Well, it's been a good couple of days. I got a new job, which rocks. It's actually with a company I used to work for-- Atomic Learning. And in honor of the end of my college writing center career, I'd like to post my favorite top five typos, misnomers, and general oddness I've seen over the last school year.
5. "This gay is an expert on the subject."
The author meant "guy." Now, I'm not a twelve-year-old boy who laughs at disgusting gay jokes, but when the author is terribly homophobic, it made me a little pleased to point that one out.
4. "The infant picked up the polar beer."

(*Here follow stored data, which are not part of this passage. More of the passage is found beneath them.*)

//! Seasonal decomposition model

use crate::error::Result;
use crate::models::{ensure_observations, ForecastModel, ModelDetails, ModelForecast, TrainedForecastModel};
use crate::utils::linear_decay;
use consumption_math::moving_averages::centered_moving_average;
use consumption_math::safe_div;
use consumption_math::statistics::coefficient_of_variation;
use serde::{Deserialize, Serialize};

/// Additive components of a series
#[derive(Debug, Clone, PartialEq, Serialize, Deserialize)]
pub struct Decomposition {
    pub trend: Vec<f64>,
    pub seasonal: Vec<f64>,
    pub residual: Vec<f64>,
}

/// Split a series into trend (centered moving average), seasonal
/// (observation minus trend) and residual components.
pub fn decompose(series: &[f64], window: usize) -> Decomposition {
    let trend = centered_moving_average(series, window);
    let seasonal: Vec<f64> = series.iter().zip(trend.iter()).map(|(x, t)| x - t).collect();
    let residual = series
        .iter()
        .zip(trend.iter())
        .zip(seasonal.iter())
        .map(|((x, t), s)| x - t - s)
        .collect();

    Decomposition {
        trend,
        seasonal,
        residual,
    }
}

/// Seasonal decomposition forecaster
#[derive(Debug, Clone)]
pub struct SeasonalDecomposition {
    name: String,
    max_window: usize,
}

/// Trained seasonal decomposition
#[derive(Debug, Clone)]
pub struct TrainedSeasonalDecomposition {
    name: String,
    components: Decomposition,
    /// Per-period change of the trend between its first and last point
    trend_slope: f64,
    dispersion: f64,
}

impl Default for SeasonalDecomposition {
    fn default() -> Self {
        Self {
            name: "Seasonal Decomposition".to_string(),
            max_window: 3,
        }
    }
}

impl ForecastModel for SeasonalDecomposition {
    type Trained = TrainedSeasonalDecomposition;

    fn train(&self, series: &[f64]) -> Result<Self::Trained> {
        ensure_observations(&self.name, series, self.min_observations())?;

        let components = decompose(series, self.max_window.min(series.len()));
        let trend_slope = match (components.trend.first(), components.trend.last()) {
            (Some(first), Some(last)) => safe_div(last - first, (series.len() - 1) as f64),
            _ => 0.0,
        };

        Ok(TrainedSeasonalDecomposition {
            name: self.name.clone(),
            components,
            trend_slope,
            dispersion: coefficient_of_variation(series),
        })
    }

    fn min_observations(&self) -> usize {
        4
    }

    fn name(&self) -> &str {
        &self.name
    }
}

impl TrainedSeasonalDecomposition {
    pub fn components(&self) -> &Decomposition {
        &self.components
    }
}

impl TrainedForecastModel for TrainedSeasonalDecomposition {
    fn forecast(&self, horizon: usize) -> Result<ModelForecast> {
        let last_trend = self.components.trend.last().copied().unwrap_or(0.0);
        let seasonal = &self.components.seasonal;

        let values = (0..horizon)
            .map(|h| {
                let trend = last_trend + self.trend_slope * (h + 1) as f64;
                let season = if seasonal.is_empty() {
                    0.0
                } else {
                    seasonal[h % seasonal.len()]
                };
                (trend + season).max(0.0)
            })
            .collect();

        let base = (85.0 - 50.0 * self.dispersion).max(50.0);
        let confidence = linear_decay(base, 5.0, 35.0, horizon);

        Ok(ModelForecast::new(values, confidence, horizon)?.with_details(
            ModelDetails::SeasonalDecomposition {
                trend_slope: self.trend_slope,
                cycle_length: seasonal.len(),
            },
        ))
    }

    fn name(&self) -> &str {
        &self.name
    }
}
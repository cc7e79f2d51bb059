//! Ordinary least squares regression of value against period index

use crate::statistics::mean;
use crate::{safe_div, saturate};
use serde::{Deserialize, Serialize};

/// Fitted straight line `value = slope * index + intercept`
#[derive(Debug, Clone, Copy, PartialEq, Serialize, Deserialize)]
pub struct LinearFit {
    /// Change per period
    pub slope: f64,
    /// Value at index 0
    pub intercept: f64,
    /// Coefficient of determination, clamped to be non-negative
    pub r_squared: f64,
    /// Number of points the line was fitted on
    pub observations: usize,
}

impl LinearFit {
    /// Fit a line through `series` using indices `0..n` as the regressor.
    ///
    /// Fewer than two points yield a flat line through the first value
    /// (or zero) with an R² of 0.
    pub fn fit(series: &[f64]) -> Self {
        let n = series.len();
        if n < 2 {
            return Self {
                slope: 0.0,
                intercept: series.first().copied().unwrap_or(0.0),
                r_squared: 0.0,
                observations: n,
            };
        }

        // Fit on values scaled into [-2, 2] so the sums of squares stay finite
        let scale = power_of_two_scale(series);
        let scaled: Vec<f64> = series.iter().map(|y| y / scale).collect();

        let x_mean = (n - 1) as f64 / 2.0;
        let y_mean = mean(&scaled);

        let mut numerator = 0.0;
        let mut denominator = 0.0;
        for (i, &y) in scaled.iter().enumerate() {
            let x = i as f64;
            numerator += (x - x_mean) * (y - y_mean);
            denominator += (x - x_mean) * (x - x_mean);
        }

        let slope = safe_div(numerator, denominator);
        let intercept = y_mean - slope * x_mean;

        let mut ss_total = 0.0;
        let mut ss_residual = 0.0;
        for (i, &y) in scaled.iter().enumerate() {
            let predicted = slope * i as f64 + intercept;
            ss_total += (y - y_mean).powi(2);
            ss_residual += (y - predicted).powi(2);
        }

        let r_squared = if ss_total.abs() < f64::EPSILON {
            0.0
        } else {
            (1.0 - ss_residual / ss_total).max(0.0)
        };

        Self {
            slope: saturate(slope * scale),
            intercept: saturate(intercept * scale),
            r_squared,
            observations: n,
        }
    }

    /// Value of the fitted line at an arbitrary index
    pub fn value_at(&self, index: f64) -> f64 {
        saturate(self.slope * index + self.intercept)
    }
}

/// Power of two bringing the largest magnitude in `series` to at most 2.
/// Dividing by a power of two is exact, so ordinary inputs fit unchanged.
fn power_of_two_scale(series: &[f64]) -> f64 {
    let largest = series.iter().fold(0.0_f64, |acc, y| acc.max(y.abs()));
    if !largest.is_finite() || largest <= 1.0 {
        return 1.0;
    }
    let exponent = largest.log2().ceil().min(1023.0) as i32;
    2.0_f64.powi(exponent)
}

I hope it was at least after noon.
3. A paper on why stereotyping is bad used an example: Not all male hairstylists are gay. Later on she reported, "Gay men are good looking, stylish, and into fashion." Not to stereotype or anything.

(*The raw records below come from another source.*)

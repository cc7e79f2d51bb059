//! Pattern-weighted forecaster
//!
//! Short overlapping windows of the history act as patterns. Each window
//! proposes the growth ratio of its last step, and the proposals are blended
//! with weights favouring recent and stable windows. Every generated month is
//! appended to the working series, so later steps see earlier forecasts.

use crate::error::Result;
use crate::models::{ensure_observations, ForecastModel, ModelDetails, ModelForecast, TrainedForecastModel};
use crate::utils::geometric_decay;
use consumption_math::{safe_div, saturate};
use consumption_math::statistics::{coefficient_of_variation, pattern_windows};

const RECENCY_SHARE: f64 = 0.7;
const STABILITY_SHARE: f64 = 0.3;
const MAX_CONFIDENCE: f64 = 90.0;
const CONFIDENCE_DECAY: f64 = 0.9;

/// Pattern-weighted ("neural") model
#[derive(Debug, Clone)]
pub struct PatternModel {
    name: String,
    max_window: usize,
}

/// Trained pattern model
#[derive(Debug, Clone)]
pub struct TrainedPatternModel {
    name: String,
    window: usize,
    history: Vec<f64>,
    /// Mean pattern weight over the history, drives confidence
    average_weight: f64,
}

impl Default for PatternModel {
    fn default() -> Self {
        Self {
            name: "Pattern Weighted Network".to_string(),
            max_window: 3,
        }
    }
}

/// Weight of each window: a linear recency ramp blended with stability.
fn window_weights(windows: &[&[f64]]) -> Vec<f64> {
    let count = windows.len() as f64;
    windows
        .iter()
        .enumerate()
        .map(|(i, window)| {
            let recency = (i + 1) as f64 / count;
            let cv = coefficient_of_variation(window);
            let stability = 1.0 / (1.0 + cv * cv);
            RECENCY_SHARE * recency + STABILITY_SHARE * stability
        })
        .collect()
}

/// Growth of the last step inside a window; flat when the base is empty
fn growth_ratio(window: &[f64]) -> f64 {
    match window {
        [.., previous, last] if *previous > 0.0 => last / previous,
        _ => 1.0,
    }
}

/// Next value for a working series: weighted blend of every window's growth
/// applied to the latest value. Runaway growth saturates at `f64::MAX`.
fn next_value(working: &[f64], window: usize) -> f64 {
    let last = working.last().copied().unwrap_or(0.0);
    let windows = pattern_windows(working, window);
    let weights = window_weights(&windows);

    let weighted: f64 = windows
        .iter()
        .zip(weights.iter())
        .map(|(w, weight)| weight * growth_ratio(w))
        .sum();
    let total: f64 = weights.iter().sum();

    if total > 0.0 {
        let growth = safe_div(saturate(weighted), total);
        saturate(last * growth).max(0.0)
    } else {
        last
    }
}

impl ForecastModel for PatternModel {
    type Trained = TrainedPatternModel;

    fn train(&self, series: &[f64]) -> Result<Self::Trained> {
        ensure_observations(&self.name, series, self.min_observations())?;

        let window = self.max_window.min(series.len() - 1);
        let windows = pattern_windows(series, window);
        let weights = window_weights(&windows);
        let average_weight = safe_div(weights.iter().sum(), weights.len() as f64);

        Ok(TrainedPatternModel {
            name: self.name.clone(),
            window,
            history: series.to_vec(),
            average_weight,
        })
    }

    fn min_observations(&self) -> usize {
        3
    }

    fn name(&self) -> &str {
        &self.name
    }
}

impl TrainedForecastModel for TrainedPatternModel {
    fn forecast(&self, horizon: usize) -> Result<ModelForecast> {
        let (_, values) = (0..horizon).fold(
            (self.history.clone(), Vec::with_capacity(horizon)),
            |(mut working, mut values), _| {
                let next = next_value(&working, self.window);
                working.push(next);
                values.push(next);
                (working, values)
            },
        );

        let base = (50.0 + 50.0 * self.average_weight).min(MAX_CONFIDENCE);
        let confidence = geometric_decay(base, CONFIDENCE_DECAY, 30.0, horizon);

        Ok(ModelForecast::new(values, confidence, horizon)?.with_details(
            ModelDetails::PatternWeighted {
                window: self.window,
                average_weight: self.average_weight,
            },
        ))
    }

    fn name(&self) -> &str {
        &self.name
    }
}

2. "...attorneys who work pro boner."
No explanation needed.
And the greatest misnomer I have ever seen:
1. "There were mazel tov cocktails thrown at the front porch."
Nope. It wasn't Rosh Hashanah.
Ryan was also transferred to a different department where he used to work, which is awesome. He really liked his old boss and the work he was doing was a lot more stimulating than selling light bulbs to unreasonably indecisive consumers.
And Norah's latest success is a flood of new words: Baby, heart, star, please, hands, and banana (sort of.) She can also indicate when she wants to brush her teeth by moving her finger back and forth across her mouth and saying "Chshhh chshh chshh." Unfortunately, she always wants to brush her teeth. I know, get a real problem.